How a made “Going on a Diet Monday”
Puffins are one of our favorite birds, and we planned a trip to England to try and visit some of the nesting islands. And I said try because getting to land is totally weather dependent. Puffins are seabirds and only come to land in the summer, to nest in burrows, and when the offspring are ready, they go back to the ocean, where they stay until the next breeding season. Chicks follow on their own a few days after the adults, and will not come back to land until they are ready to breed themselves, which could be from two to four years. They are nick named “clowns of the sea” because of their colorful and funny appearance.
At the end of the breeding season, they have a family to feed and will come to land with a mouthful of sand eel (in the case of England), otherwise they feed in the ocean. They have serrated bills, so they can stack fish after fish on it. Of course, this is the time most photographers prefer to visit the islands.
This image was captured at the Farne Islands, where there is a huge colony of Puffins and other birds. I had hoped to be able to get close-ups and flight images, and took a couple of cameras and lenses, as most nature photographers always do. This day was on the tail end of the trip, and carrying heavy equipment around for several days in a row can get to me. Since the birds are really close to you at some parts, I decided to go with just the hand held lens and tele-converters.
I was seating on a rock very close to the small dock of the first island, very close to the cordon they keep for bird safety, enjoying their behavior and waiting for opportunities. This little fellow landed on the rocks across from me and just sat there. I wished I had the 500mm with me then, but this was really no too bad.
Equipment and settings:
Canon 1d4, 70-200/4L IS plus 1.4X @ 228mm
f/11, 1/640, ISO 800
No flash/tripod was used
Light was poor, but not horrendous. Overcast days are perfect for this type of subjects because the tonal range can be captured easily with the low contrast.
I had been shooting in manual mode, at f/5.6, capturing flight to maximize my shutter speed. My pre-visualized image was a head on perspective and immediately knew that f/5.6 was not going to work for me.
The subject was relatively close to me, making depth of field smaller and I wanted a perpendicular perspective in relation to my sensor.
I had to close my aperture and still keep enough s/s to render a sharp picture without a tripod. The bird was not in a hurry. Apparently, he was waiting for photographers and birders to clear the path to his burrow.
My background was the ocean, quite far, so I had no penalty to pay for using a small aperture. f/11 seemed like a good choice, allowing me 1/640 speed, which was plenty, since I have a steady hand, plus digging my elbows firmly into my knees, created an “anatomical” tripod.

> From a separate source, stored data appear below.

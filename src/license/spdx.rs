use crate::models::LicenseRisk;

/// Risk tier of a single license identifier. Version qualifiers (`-only`,
/// `-or-later`, trailing `+`) do not change the tier.
pub fn classify_spdx_id(id: &str) -> LicenseRisk {
    let id = id.trim();
    let base = id
        .strip_suffix("-or-later")
        .or_else(|| id.strip_suffix("-only"))
        .or_else(|| id.strip_suffix('+'))
        .unwrap_or(id)
        .to_ascii_uppercase();

    if base.starts_with("AGPL-") || base.starts_with("GPL-") || base == "EUPL-1.1" || base == "SSPL-1.0" {
        return LicenseRisk::StrongCopyleft;
    }
    if base.starts_with("LGPL-")
        || base.starts_with("MPL-")
        || base.starts_with("EPL-")
        || base.starts_with("CDDL-")
        || base == "EUPL-1.2"
        || base == "OSL-3.0"
        || base == "APSL-2.0"
    {
        return LicenseRisk::WeakCopyleft;
    }
    match base.as_str() {
        "MIT" | "MIT-0" | "ISC" | "0BSD" | "APACHE-2.0" | "BSD-2-CLAUSE" | "BSD-3-CLAUSE"
        | "BSD-4-CLAUSE" | "UNLICENSE" | "ZLIB" | "CC0-1.0" | "WTFPL" | "CC-BY-3.0"
        | "CC-BY-4.0" | "PYTHON-2.0" | "PSF-2.0" | "BLUEOAK-1.0.0" | "ARTISTIC-2.0" => {
            LicenseRisk::Permissive
        }
        "UNLICENSED" => LicenseRisk::Proprietary,
        _ => LicenseRisk::Unknown,
    }
}

/// Map common free-text license names onto SPDX identifiers.
pub fn normalize(raw: &str) -> String {
    let trimmed = raw.trim();
    let canonical = match trimmed.to_ascii_lowercase().as_str() {
        "apache 2.0" | "apache2" | "apache license 2.0" | "apache license, version 2.0" => {
            "Apache-2.0"
        }
        "mit license" | "the mit license" | "expat" => "MIT",
        "bsd" | "bsd license" | "new bsd" | "modified bsd" | "bsd 3-clause" => "BSD-3-Clause",
        "simplified bsd" | "bsd 2-clause" | "freebsd" => "BSD-2-Clause",
        "gplv2" | "gpl v2" | "gnu gpl v2" => "GPL-2.0",
        "gplv3" | "gpl v3" | "gnu gpl v3" => "GPL-3.0",
        "lgplv2.1" | "lgpl v2.1" => "LGPL-2.1",
        "lgplv3" | "lgpl v3" => "LGPL-3.0",
        "agplv3" | "agpl v3" => "AGPL-3.0",
        "mpl 2.0" | "mplv2" | "mozilla public license 2.0" => "MPL-2.0",
        "isc license" => "ISC",
        "public domain" | "cc0" => "CC0-1.0",
        _ => return trimmed.to_string(),
    };
    canonical.to_string()
}

#[cfg(test)]
mod tests {
    use super::*;

    #[test]
    fn test_version_qualifiers_share_tier() {
        assert_eq!(classify_spdx_id("GPL-3.0-or-later"), LicenseRisk::StrongCopyleft);
        assert_eq!(classify_spdx_id("LGPL-2.1-only"), LicenseRisk::WeakCopyleft);
        assert_eq!(classify_spdx_id("GPL-2.0+"), LicenseRisk::StrongCopyleft);
    }

    #[test]
    fn test_case_insensitive_ids() {
        assert_eq!(classify_spdx_id("mit"), LicenseRisk::Permissive);
        assert_eq!(classify_spdx_id("Apache-2.0"), LicenseRisk::Permissive);
        assert_eq!(classify_spdx_id("UNLICENSED"), LicenseRisk::Proprietary);
        assert_eq!(classify_spdx_id("Custom-1.0"), LicenseRisk::Unknown);
    }

    #[test]
    fn test_normalize_free_text() {
        assert_eq!(normalize("The MIT License"), "MIT");
        assert_eq!(normalize("Apache License, Version 2.0"), "Apache-2.0");
        assert_eq!(normalize("BSD-3-Clause"), "BSD-3-Clause");
    }
}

My only concern now was his pose. Considering the roundness of his head, I had to make sure that both eyes were visible in the shot. So taking more frames than I needed was my way of making sure to get the perspective I wanted.
After the fact, I find the image to be almost comical, with his rounded body being consistent with the amount of food, even if it was not for him. That’s when I decided on the caption. In web presentation, a catchy caption can help your picture get more views. Although I think the Puffin makes a strong image, most of us can relate to the thought of postponing the diet to a Monday that never comes.
This was converted from RAW in Lightroom 4, no exposure adjustment necessary.
Luminosity noise a few points over default, and a few point of sharpening (while holding the alt/option key that makes it B&W to see how the edges look).
Cropping off the sides, maintaining the vertical framing intact. Given the symmetrical quality of the subject and given that it is a vertical frame now, I chose to keep a centered composition.
Take the image to CS6, and check the noise @100%
One light pass of Topaz Denoise on a layer, masking the bird, to keep the background clean and in Nik Color Efex 4, the filter Darken/Lighten center, adjusting the position and size of the center and keeping the brightness setting there at 0%, only reducing the brightness of the edges.
For web use, resize and use Nik Sharpening as a brush, only on the subject.
Work your subject! Whenever you have the time, try different settings, consider and weight your choices, as in photography there are a lot of compromises to be made.
Never assume you got “the” picture, always take more for insurance, especially when you do birds in action, the tend to close the nictitating membrane, giving you a great picture with an unusable eye.
Although I am a big fan and enjoy spending time in the computer with my images, try to get the best possible frame at capture. You will have a better image all the time if the initial capture is the best you can possibly do. Do not rely on PS to fix technical flaws. It needs good raw material, no pun intended.
My husband and I are a shooting team besides a couple and we inspire and complement each other. We love nature, and specialized in birds. Although we are privileged to live in Florida, where there are plenty of subjects, we travel to foreign locations in pursuer of certain species.
I am a retiree, holding a part-time job as Adjunct Faculty at Miami-Dade College, where I enjoy pulling the photographer out of my students. Teaching is very rewarding and you get motivated as you motivate others.